Una visita per conoscere da vicino una realtà produttiva all'avanguardia, che vuole continuare ad operare in Val di Non, cercando di superare con determinazione gli ostacoli legati alla dislocazione in un'area periferica, mantenendo i valori che le hanno permesso di raggiungere gli attuali traguardi: è la Sartorilegno di Borgo d'Anaunia, azienda prima in Italia nel settore per la produzione di pallets in legno certificato, i cui vertici aziendali hanno ricevuto il presidente della Provincia autonoma di Trento Maurizio Fugatti nei giorni scorsi a Fondo, assieme al sindaco di Borgo d'Anaunia Daniele Graziadei.
Luigi Sartori, fondatore dell'impresa, assieme al figlio Davide, responsabile della produzione e alla responsabile amministrativa Manuela Caset, ha presentato i dipendenti al presidente e lo ha accompagnato in visita ai vari reparti dell'azienda, che lavora ogni giorno circa 800 metri cubi di legname, circa il 40% del legno che ogni anno si ricava dai boschi del Trentino.
E dal nostro territorio arriva anche il legno degli alberi abbattuti da Vaia e quello attaccato dal bostrico, che ha colpito pesantemente i boschi trentini: una scorta di tronchi da lavorare che comunque ben presto terminerà. Per questo Luigi Sartori ha fatto presente l'opportunità di gestire le foreste trentine con metodi che migliorano la loro produttività, guardando con attenzione al futuro del settore, sempre nel rispetto dell'ambiente e a garanzia dell'economia del territorio e della qualità del prodotto. Sempre in relazione a questi temi, Sartori ha anche sottolineato l’esigenza di creare un marchio di qualità del legno Trentino.

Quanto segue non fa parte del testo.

//! Train command implementation

use crate::cli::logging::log;
use crate::cli::LogLevel;
use crate::config::{apply_overrides, load_spec, train_from_spec, validate_spec, TrainArgs};

pub fn run_train(args: TrainArgs, level: LogLevel) -> Result<(), String> {
    log(level, LogLevel::Normal, &format!("w2v-pretrain: training from {}", args.config.display()));

    let mut spec = load_spec(&args.config).map_err(|e| format!("Config error: {e}"))?;
    apply_overrides(&mut spec, &args);
    validate_spec(&spec, true).map_err(|e| format!("Config error: {e}"))?;

    if args.dry_run {
        log(level, LogLevel::Normal, "Dry run - config validated successfully");
        log(
            level,
            LogLevel::Verbose,
            &format!("  Train manifest: {}", spec.data.train_manifest.display()),
        );
        log(level, LogLevel::Verbose, &format!("  Epochs: {}", spec.training.epochs));
        log(
            level,
            LogLevel::Verbose,
            &format!("  Accumulation factor: {}", spec.training.accumulation_factor),
        );
        log(level, LogLevel::Verbose, &format!("  Replicas: {}", spec.distributed.world_size));
        return Ok(());
    }

    let result = train_from_spec(&spec).map_err(|e| format!("Training error: {e}"))?;

    log(level, LogLevel::Normal, "Training complete!");
    log(
        level,
        LogLevel::Normal,
        &format!("  Steps: {} ({} skipped)", result.steps, result.skipped_steps),
    );
    if let Some(best) = result.best_valid_accuracy() {
        log(level, LogLevel::Normal, &format!("  Best validation accuracy: {best:.4}"));
    }
    Ok(())
}
//! Data-parallel gradient synchronization
//!
//! Replicas exchange gradients only at accumulation boundaries. A
//! [`GradientSync`] averages the flattened gradient buffers across replicas
//! and checks that every replica arrived at the same optimizer step; any
//! disagreement is a fatal [`Error::DistributedDesync`](crate::Error).

mod local;
mod thread_group;

pub use local::LocalSync;
pub use thread_group::{ThreadGroup, ThreadReplica};

use crate::autograd::Tensor;
use crate::error::Result;

/// Collective operations a replica takes part in
pub trait GradientSync: Send {
    /// This replica's rank in `0..world_size`
    fn rank(&self) -> usize;

    fn world_size(&self) -> usize;

    /// Whether this replica owns checkpoint writes and tracking
    fn is_main(&self) -> bool {
        self.rank() == 0
    }

    /// Average gradients across replicas, all of which must be at `step`
    fn all_reduce_grads(&mut self, params: &mut [Tensor], step: u64) -> Result<()>;

    /// True on every replica iff `local` is true on every replica at `step`
    fn all_agree(&mut self, local: bool, step: u64) -> Result<bool>;

    /// Block until every replica reaches the barrier
    fn barrier(&mut self) -> Result<()>;
}

/// Run `f` on the main replica only, then wait for all replicas
///
/// Returns `Some` with `f`'s result on the main replica and `None` elsewhere.
pub fn run_on_main<S, T, F>(sync: &mut S, f: F) -> Result<Option<T>>
where
    S: GradientSync + ?Sized,
    F: FnOnce() -> Result<T>,
{
    let out = if sync.is_main() { Some(f()?) } else { None };
    sync.barrier()?;
    Ok(out)
}

/// Concatenate gradients of all parameters (zeros where absent)
pub(crate) fn flatten_grads(params: &[Tensor]) -> Vec<f32> {
    let total: usize = params.iter().map(Tensor::len).sum();
    let mut flat = Vec::with_capacity(total);
    for param in params {
        match param.grad() {
            Some(grad) => flat.extend(grad.iter().copied()),
            None => flat.extend(std::iter::repeat_n(0.0, param.len())),
        }
    }
    flat
}

/// Write a flat buffer from [`flatten_grads`] back into the gradients
pub(crate) fn unflatten_grads(params: &mut [Tensor], flat: &[f32]) {
    let mut offset = 0;
    for param in params {
        let len = param.len();
        let chunk = ndarray::Array1::from(flat[offset..offset + len].to_vec());
        param.set_grad(chunk);
        offset += len;
    }
}
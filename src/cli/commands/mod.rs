//! CLI command implementations

mod info;
mod plan;
mod train;
mod validate;

use crate::cli::LogLevel;
use crate::config::{Cli, Command};

/// Execute a CLI command based on the parsed arguments
pub fn run_command(cli: Cli) -> Result<(), String> {
    let log_level = LogLevel::from_flags(cli.quiet, cli.verbose);

    match cli.command {
        Command::Train(args) => train::run_train(args, log_level),
        Command::Validate(args) => validate::run_validate(args, log_level),
        Command::Info(args) => info::run_info(args, log_level),
        Command::Plan(args) => plan::run_plan(args, log_level),
    }
}
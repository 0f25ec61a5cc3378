//! Validate command implementation

use crate::cli::logging::log;
use crate::cli::LogLevel;
use crate::config::{load_spec, validate_spec, ValidateArgs};

pub fn run_validate(args: ValidateArgs, level: LogLevel) -> Result<(), String> {
    log(level, LogLevel::Normal, &format!("Validating config: {}", args.config.display()));

    let spec = load_spec(&args.config).map_err(|e| format!("Config error: {e}"))?;
    if args.check_paths {
        validate_spec(&spec, true).map_err(|e| format!("Config error: {e}"))?;
    }

    log(level, LogLevel::Normal, "✓ Configuration is valid");
    if level == LogLevel::Verbose {
        println!();
        println!("{}", super::info::format_summary(&spec));
    }
    Ok(())
}
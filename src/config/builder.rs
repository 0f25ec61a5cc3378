//! Build pipeline components from configuration

use std::fs;
use std::path::Path;

use super::schema::{OptimizerSpec, PretrainSpec};
use super::validate::validate_spec;
use crate::autograd::MixedPrecisionConfig;
use crate::data::{Collator, DynamicBatchSampler, MaskGenerator};
use crate::error::{Error, Result};
use crate::model::{InfoNce, ReferenceModel, ReferenceModelConfig};
use crate::optim::{AdamW, Optimizer, SGD};
use crate::train::PretrainConfig;

/// Read, parse and range-check a YAML spec
///
/// Manifest paths are not checked here; see [`validate_spec`].
pub fn load_spec(path: impl AsRef<Path>) -> Result<PretrainSpec> {
    let path = path.as_ref();
    let yaml = fs::read_to_string(path)
        .map_err(|e| Error::Config(format!("Failed to read config file {}: {e}", path.display())))?;
    parse_spec(&yaml)
}

/// Parse and range-check a YAML spec from a string
pub fn parse_spec(yaml: &str) -> Result<PretrainSpec> {
    let spec: PretrainSpec = serde_yaml::from_str(yaml)
        .map_err(|e| Error::Config(format!("Failed to parse YAML config: {e}")))?;
    validate_spec(&spec, false)?;
    Ok(spec)
}

/// Collator with the spec's downsampling stack and masking
pub fn build_collator(spec: &PretrainSpec) -> Result<Collator> {
    let masker = MaskGenerator::new(spec.masking.mask_prob, spec.masking.mask_length)?;
    let stack = spec.model.stack();
    stack.validate()?;
    Ok(Collator::new(stack, masker))
}

/// Dynamic batch sampler over `durations`
pub fn build_sampler(spec: &PretrainSpec, durations: Vec<f64>) -> Result<DynamicBatchSampler> {
    let sampler = DynamicBatchSampler::new(
        durations,
        spec.data.seconds_per_batch,
        spec.data.num_buckets,
        spec.training.seed,
    )?;
    Ok(sampler.with_ordering(spec.data.ordering))
}

/// Fixed-size validation batches over `len` sorted samples
pub fn valid_batches(len: usize, batch_size: usize) -> Vec<Vec<usize>> {
    let indices: Vec<usize> = (0..len).collect();
    indices.chunks(batch_size.max(1)).map(<[usize]>::to_vec).collect()
}

/// Engine settings from the `objective`, `optimizer`, `training` and
/// `checkpoint` sections
pub fn build_pretrain_config(spec: &PretrainSpec) -> PretrainConfig {
    let mut config = PretrainConfig::new()
        .with_accumulation_factor(spec.training.accumulation_factor)
        .with_diversity_loss_weight(spec.objective.diversity_loss_weight)
        .with_num_negatives(spec.objective.num_negatives)
        .with_log_interval(spec.training.log_interval)
        .with_nonfinite_patience(spec.training.nonfinite_patience)
        .with_keep_checkpoints(spec.checkpoint.keep)
        .with_precision(MixedPrecisionConfig::from_flag(spec.training.mixed_precision))
        .with_lr_schedule(spec.optimizer.lr_schedule.clone())
        .with_temperature(spec.objective.gumbel)
        .with_seed(spec.training.seed);
    if let Some(clip) = spec.optimizer.max_grad_norm {
        config = config.with_grad_clip(clip);
    }
    config
}

/// Build optimizer from configuration
pub fn build_optimizer(spec: &OptimizerSpec) -> Result<Box<dyn Optimizer>> {
    let lr = spec.lr_schedule.peak_lr();
    match spec.name.to_lowercase().as_str() {
        "sgd" => Ok(Box::new(SGD::new(lr, spec.momentum))),
        "adamw" => {
            Ok(Box::new(AdamW::new(lr, spec.beta1, spec.beta2, spec.eps, spec.weight_decay)))
        }
        name => Err(Error::Config(format!("Unknown optimizer: {name}. Supported: sgd, adamw"))),
    }
}

/// Reference model with the spec's widths; every replica uses the same seed
pub fn build_model(spec: &PretrainSpec) -> Result<ReferenceModel> {
    let config = ReferenceModelConfig {
        stack: spec.model.stack(),
        latent_dim: spec.model.latent_dim,
        hidden_dim: spec.model.hidden_dim,
        context: spec.model.context,
    };
    ReferenceModel::new(config, spec.training.seed)
}

pub fn build_objective(spec: &PretrainSpec) -> Result<InfoNce> {
    InfoNce::new(spec.objective.logit_temperature)
}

"Vi faccio i miei complimenti per il vostro lavoro, che mostra la qualità della tradizione artigianale coniugata alla tecnologia industriale. Apprezzo in particolare la vostra determinazione a rimanere in valle, creando ricchezza e opportunità professionali che hanno ricadute su tutto il nostro territorio", ha detto Fugatti.